Task item
A complete, exact copy of the records is needed here.

Source data

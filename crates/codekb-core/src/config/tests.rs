use std::io::Write;

use serial_test::serial;

use super::*;

const ENV_KEYS: [&str; 13] = [
    "CODEKB_ROOT_DIR",
    "CODEKB_FILE_EXTENSIONS",
    "CODEKB_DB_PATH",
    "CODEKB_N_COMMITS",
    "CODEKB_HISTORY_ENABLED",
    "CODEKB_TOKEN_LIMIT",
    "CODEKB_EMBEDDING_BASE_URL",
    "CODEKB_EMBEDDING_MODEL",
    "CODEKB_EMBEDDING_BATCH_SIZE",
    "CODEKB_EMBEDDING_TIMEOUT",
    "CODEKB_LOG_LEVEL",
    "CODEKB_OPENAI_API_KEY",
    "OPENAI_API_KEY",
];

fn clear_env() {
    for key in ENV_KEYS {
        unsafe { std::env::remove_var(key) };
    }
}

fn write_config(dir: &tempfile::TempDir, content: &str) -> PathBuf {
    let path = dir.path().join("config.toml");
    let mut f = std::fs::File::create(&path).unwrap();
    f.write_all(content.as_bytes()).unwrap();
    path
}

#[test]
fn defaults_when_file_missing() {
    let config = Config::default();
    assert_eq!(config.root_dir, ".");
    assert_eq!(config.extensions, vec!["py", "md", "yml", "conf"]);
    assert_eq!(config.store.path, "embeddings.sqlite3");
    assert!(config.history.enabled);
    assert_eq!(config.history.commits, 3);
    assert_eq!(config.chunking.token_limit, 1600);
    assert_eq!(config.embedding.base_url, "https://api.openai.com/v1");
    assert_eq!(config.embedding.model, "text-embedding-3-small");
    assert_eq!(config.embedding.batch_size, 1);
    assert_eq!(config.embedding.timeout_secs, 1800);
    assert_eq!(config.log_level, "info");
    assert!(config.secrets.openai_api_key.is_none());
}

#[test]
#[serial]
fn load_missing_file_uses_defaults() {
    clear_env();
    let dir = tempfile::tempdir().unwrap();
    let config = Config::load(&dir.path().join("absent.toml")).unwrap();
    assert_eq!(config.store.path, "embeddings.sqlite3");
    assert_eq!(config.chunking.token_limit, 1600);
}

#[test]
#[serial]
fn load_partial_file_keeps_other_defaults() {
    clear_env();
    let dir = tempfile::tempdir().unwrap();
    let path = write_config(
        &dir,
        r#"
root_dir = "src"
extensions = ["js", "ts"]

[store]
path = "kb.sqlite3"

[embedding]
batch_size = 16
"#,
    );

    let config = Config::load(&path).unwrap();
    assert_eq!(config.root_dir, "src");
    assert_eq!(config.extensions, vec!["js", "ts"]);
    assert_eq!(config.store.path, "kb.sqlite3");
    assert_eq!(config.embedding.batch_size, 16);
    assert_eq!(config.embedding.model, "text-embedding-3-small");
    assert_eq!(config.history.commits, 3);
}

#[test]
#[serial]
fn load_rejects_malformed_toml() {
    clear_env();
    let dir = tempfile::tempdir().unwrap();
    let path = write_config(&dir, "extensions = [\"py\"");
    assert!(Config::load(&path).is_err());
}

#[test]
#[serial]
fn env_overrides_file_values() {
    clear_env();
    let dir = tempfile::tempdir().unwrap();
    let path = write_config(&dir, "[history]\ncommits = 5\n");

    unsafe {
        std::env::set_var("CODEKB_FILE_EXTENSIONS", " .PY, md ,,go");
        std::env::set_var("CODEKB_DB_PATH", "/tmp/override.sqlite3");
        std::env::set_var("CODEKB_N_COMMITS", "7");
        std::env::set_var("CODEKB_HISTORY_ENABLED", "false");
        std::env::set_var("CODEKB_TOKEN_LIMIT", "500");
        std::env::set_var("CODEKB_EMBEDDING_BATCH_SIZE", "8");
        std::env::set_var("CODEKB_EMBEDDING_TIMEOUT", "60");
        std::env::set_var("CODEKB_LOG_LEVEL", "debug");
    }

    let config = Config::load(&path).unwrap();
    clear_env();

    assert_eq!(config.extensions, vec!["py", "md", "go"]);
    assert_eq!(config.store.path, "/tmp/override.sqlite3");
    assert_eq!(config.history.commits, 7);
    assert!(!config.history.enabled);
    assert_eq!(config.chunking.token_limit, 500);
    assert_eq!(config.embedding.batch_size, 8);
    assert_eq!(config.embedding.timeout_secs, 60);
    assert_eq!(config.log_level, "debug");
}

#[test]
#[serial]
fn invalid_numeric_env_is_ignored() {
    clear_env();
    unsafe { std::env::set_var("CODEKB_TOKEN_LIMIT", "lots") };
    let dir = tempfile::tempdir().unwrap();
    let config = Config::load(&dir.path().join("absent.toml")).unwrap();
    clear_env();
    assert_eq!(config.chunking.token_limit, 1600);
}

#[test]
#[serial]
fn prefixed_api_key_wins() {
    clear_env();
    unsafe {
        std::env::set_var("OPENAI_API_KEY", "sk-generic-key-000000000");
        std::env::set_var("CODEKB_OPENAI_API_KEY", "sk-codekb-key-111111111");
    }
    let dir = tempfile::tempdir().unwrap();
    let config = Config::load(&dir.path().join("absent.toml")).unwrap();
    clear_env();

    assert_eq!(config.api_key().unwrap().expose(), "sk-codekb-key-111111111");
    assert!(!format!("{config:?}").contains("sk-codekb"));
}

#[test]
fn api_key_missing_or_short_is_rejected() {
    let mut config = Config::default();
    assert!(config.api_key().is_err());

    config.secrets.openai_api_key = Some(Secret::new("short"));
    assert!(config.api_key().is_err());

    config.secrets.openai_api_key = Some(Secret::new("x".repeat(MIN_API_KEY_LEN)));
    assert!(config.api_key().is_ok());
}

#[test]
fn validate_accepts_defaults_in_existing_dir() {
    let dir = tempfile::tempdir().unwrap();
    let config = Config {
        root_dir: dir.path().to_string_lossy().into_owned(),
        ..Config::default()
    };
    config.validate().unwrap();
}

#[test]
fn validate_rejects_bad_settings() {
    let dir = tempfile::tempdir().unwrap();
    let valid = || Config {
        root_dir: dir.path().to_string_lossy().into_owned(),
        ..Config::default()
    };

    let mut config = valid();
    config.root_dir = String::new();
    assert!(config.validate().is_err());

    let mut config = valid();
    config.root_dir = dir.path().join("missing").to_string_lossy().into_owned();
    assert!(config.validate().is_err());

    let mut config = valid();
    config.extensions.clear();
    assert!(config.validate().is_err());

    let mut config = valid();
    config.chunking.token_limit = 99;
    assert!(config.validate().is_err());
    config.chunking.token_limit = 8001;
    assert!(config.validate().is_err());
    config.chunking.token_limit = 8000;
    assert!(config.validate().is_ok());

    let mut config = valid();
    config.embedding.batch_size = 0;
    assert!(config.validate().is_err());

    let mut config = valid();
    config.embedding.timeout_secs = 0;
    assert!(config.validate().is_err());
}

#[test]
fn indexer_config_reflects_settings() {
    let mut config = Config::default();
    config.history.enabled = false;
    config.embedding.timeout_secs = 90;
    config.embedding.batch_size = 4;

    let indexer = config.indexer_config();
    assert_eq!(indexer.root, PathBuf::from("."));
    assert_eq!(indexer.history_commits, None);
    assert_eq!(indexer.batch_size, 4);
    assert_eq!(indexer.embed_timeout, Duration::from_secs(90));

    config.history.enabled = true;
    assert_eq!(config.indexer_config().history_commits, Some(3));
}

#[test]
fn parse_extensions_normalizes() {
    assert_eq!(parse_extensions("py,.JS, md"), vec!["py", "js", "md"]);
    assert!(parse_extensions(" , ").is_empty());
}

Solution to this task
filename crates/codekb-core/src/config/tests.rs
use std::io::Write;

use serial_test::serial;

use super::*;

const ENV_KEYS: [&str; 13] = [
    "CODEKB_ROOT_DIR",
    "CODEKB_FILE_EXTENSIONS",
    "CODEKB_DB_PATH",
    "CODEKB_N_COMMITS",
    "CODEKB_HISTORY_ENABLED",
    "CODEKB_TOKEN_LIMIT",
    "CODEKB_EMBEDDING_BASE_URL",
    "CODEKB_EMBEDDING_MODEL",
    "CODEKB_EMBEDDING_BATCH_SIZE",
    "CODEKB_EMBEDDING_TIMEOUT",
    "CODEKB_LOG_LEVEL",
    "CODEKB_OPENAI_API_KEY",
    "OPENAI_API_KEY",
];

fn clear_env() {
    for key in ENV_KEYS {
        unsafe { std::env::remove_var(key) };
    }
}

fn write_config(dir: &tempfile::TempDir, content: &str) -> PathBuf {
    let path = dir.path().join("config.toml");
    let mut f = std::fs::File::create(&path).unwrap();
    f.write_all(content.as_bytes()).unwrap();
    path
}

#[test]
fn defaults_when_file_missing() {
    let config = Config::default();
    assert_eq!(config.root_dir, ".");
    assert_eq!(config.extensions, vec!["py", "md", "yml", "conf"]);
    assert_eq!(config.store.path, "embeddings.sqlite3");
    assert!(config.history.enabled);
    assert_eq!(config.history.commits, 3);
    assert_eq!(config.chunking.token_limit, 1600);
    assert_eq!(config.embedding.base_url, "https://api.openai.com/v1");
    assert_eq!(config.embedding.model, "text-embedding-3-small");
    assert_eq!(config.embedding.batch_size, 1);
    assert_eq!(config.embedding.timeout_secs, 1800);
    assert_eq!(config.log_level, "info");
    assert!(config.secrets.openai_api_key.is_none());
}

#[test]
#[serial]
fn load_missing_file_uses_defaults() {
    clear_env();
    let dir = tempfile::tempdir().unwrap();
    let config = Config::load(&dir.path().join("absent.toml")).unwrap();
    assert_eq!(config.store.path, "embeddings.sqlite3");
    assert_eq!(config.chunking.token_limit, 1600);
}

#[test]
#[serial]
fn load_partial_file_keeps_other_defaults() {
    clear_env();
    let dir = tempfile::tempdir().unwrap();
    let path = write_config(
        &dir,
        r#"
root_dir = "src"
extensions = ["js", "ts"]

[store]
path = "kb.sqlite3"

[embedding]
batch_size = 16
"#,
    );

    let config = Config::load(&path).unwrap();
    assert_eq!(config.root_dir, "src");
    assert_eq!(config.extensions, vec!["js", "ts"]);
    assert_eq!(config.store.path, "kb.sqlite3");
    assert_eq!(config.embedding.batch_size, 16);
    assert_eq!(config.embedding.model, "text-embedding-3-small");
    assert_eq!(config.history.commits, 3);
}

#[test]
#[serial]
fn load_rejects_malformed_toml() {
    clear_env();
    let dir = tempfile::tempdir().unwrap();
    let path = write_config(&dir, "extensions = [\"py\"");
    assert!(Config::load(&path).is_err());
}

#[test]
#[serial]
fn env_overrides_file_values() {
    clear_env();
    let dir = tempfile::tempdir().unwrap();
    let path = write_config(&dir, "[history]\ncommits = 5\n");

    unsafe {
        std::env::set_var("CODEKB_FILE_EXTENSIONS", " .PY, md ,,go");
        std::env::set_var("CODEKB_DB_PATH", "/tmp/override.sqlite3");
        std::env::set_var("CODEKB_N_COMMITS", "7");
        std::env::set_var("CODEKB_HISTORY_ENABLED", "false");
        std::env::set_var("CODEKB_TOKEN_LIMIT", "500");
        std::env::set_var("CODEKB_EMBEDDING_BATCH_SIZE", "8");
        std::env::set_var("CODEKB_EMBEDDING_TIMEOUT", "60");
        std::env::set_var("CODEKB_LOG_LEVEL", "debug");
    }

    let config = Config::load(&path).unwrap();
    clear_env();

    assert_eq!(config.extensions, vec!["py", "md", "go"]);
    assert_eq!(config.store.path, "/tmp/override.sqlite3");
    assert_eq!(config.history.commits, 7);
    assert!(!config.history.enabled);
    assert_eq!(config.chunking.token_limit, 500);
    assert_eq!(config.embedding.batch_size, 8);
    assert_eq!(config.embedding.timeout_secs, 60);
    assert_eq!(config.log_level, "debug");
}

#[test]
#[serial]
fn invalid_numeric_env_is_ignored() {
    clear_env();
    unsafe { std::env::set_var("CODEKB_TOKEN_LIMIT", "lots") };
    let dir = tempfile::tempdir().unwrap();
    let config = Config::load(&dir.path().join("absent.toml")).unwrap();
    clear_env();
    assert_eq!(config.chunking.token_limit, 1600);
}

#[test]
#[serial]
fn prefixed_api_key_wins() {
    clear_env();
    unsafe {
        std::env::set_var("OPENAI_API_KEY", "sk-generic-key-000000000");
        std::env::set_var("CODEKB_OPENAI_API_KEY", "sk-codekb-key-111111111");
    }
    let dir = tempfile::tempdir().unwrap();
    let config = Config::load(&dir.path().join("absent.toml")).unwrap();
    clear_env();

    assert_eq!(config.api_key().unwrap().expose(), "sk-codekb-key-111111111");
    assert!(!format!("{config:?}").contains("sk-codekb"));
}

#[test]
fn api_key_missing_or_short_is_rejected() {
    let mut config = Config::default();
    assert!(config.api_key().is_err());

    config.secrets.openai_api_key = Some(Secret::new("short"));
    assert!(config.api_key().is_err());

    config.secrets.openai_api_key = Some(Secret::new("x".repeat(MIN_API_KEY_LEN)));
    assert!(config.api_key().is_ok());
}

#[test]
fn validate_accepts_defaults_in_existing_dir() {
    let dir = tempfile::tempdir().unwrap();
    let config = Config {
        root_dir: dir.path().to_string_lossy().into_owned(),
        ..Config::default()
    };
    config.validate().unwrap();
}

#[test]
fn validate_rejects_bad_settings() {
    let dir = tempfile::tempdir().unwrap();
    let valid = || Config {
        root_dir: dir.path().to_string_lossy().into_owned(),
        ..Config::default()
    };

    let mut config = valid();
    config.root_dir = String::new();
    assert!(config.validate().is_err());

    let mut config = valid();
    config.root_dir = dir.path().join("missing").to_string_lossy().into_owned();
    assert!(config.validate().is_err());

    let mut config = valid();
    config.extensions.clear();
    assert!(config.validate().is_err());

    let mut config = valid();
    config.chunking.token_limit = 99;
    assert!(config.validate().is_err());
    config.chunking.token_limit = 8001;
    assert!(config.validate().is_err());
    config.chunking.token_limit = 8000;
    assert!(config.validate().is_ok());

    let mut config = valid();
    config.embedding.batch_size = 0;
    assert!(config.validate().is_err());

    let mut config = valid();
    config.embedding.timeout_secs = 0;
    assert!(config.validate().is_err());
}

#[test]
fn indexer_config_reflects_settings() {
    let mut config = Config::default();
    config.history.enabled = false;
    config.embedding.timeout_secs = 90;
    config.embedding.batch_size = 4;

    let indexer = config.indexer_config();
    assert_eq!(indexer.root, PathBuf::from("."));
    assert_eq!(indexer.history_commits, None);
    assert_eq!(indexer.batch_size, 4);
    assert_eq!(indexer.embed_timeout, Duration::from_secs(90));

    config.history.enabled = true;
    assert_eq!(config.indexer_config().history_commits, Some(3));
}

#[test]
fn parse_extensions_normalizes() {
    assert_eq!(parse_extensions("py,.JS, md"), vec!["py", "js", "md"]);
    assert!(parse_extensions(" , ").is_empty());
}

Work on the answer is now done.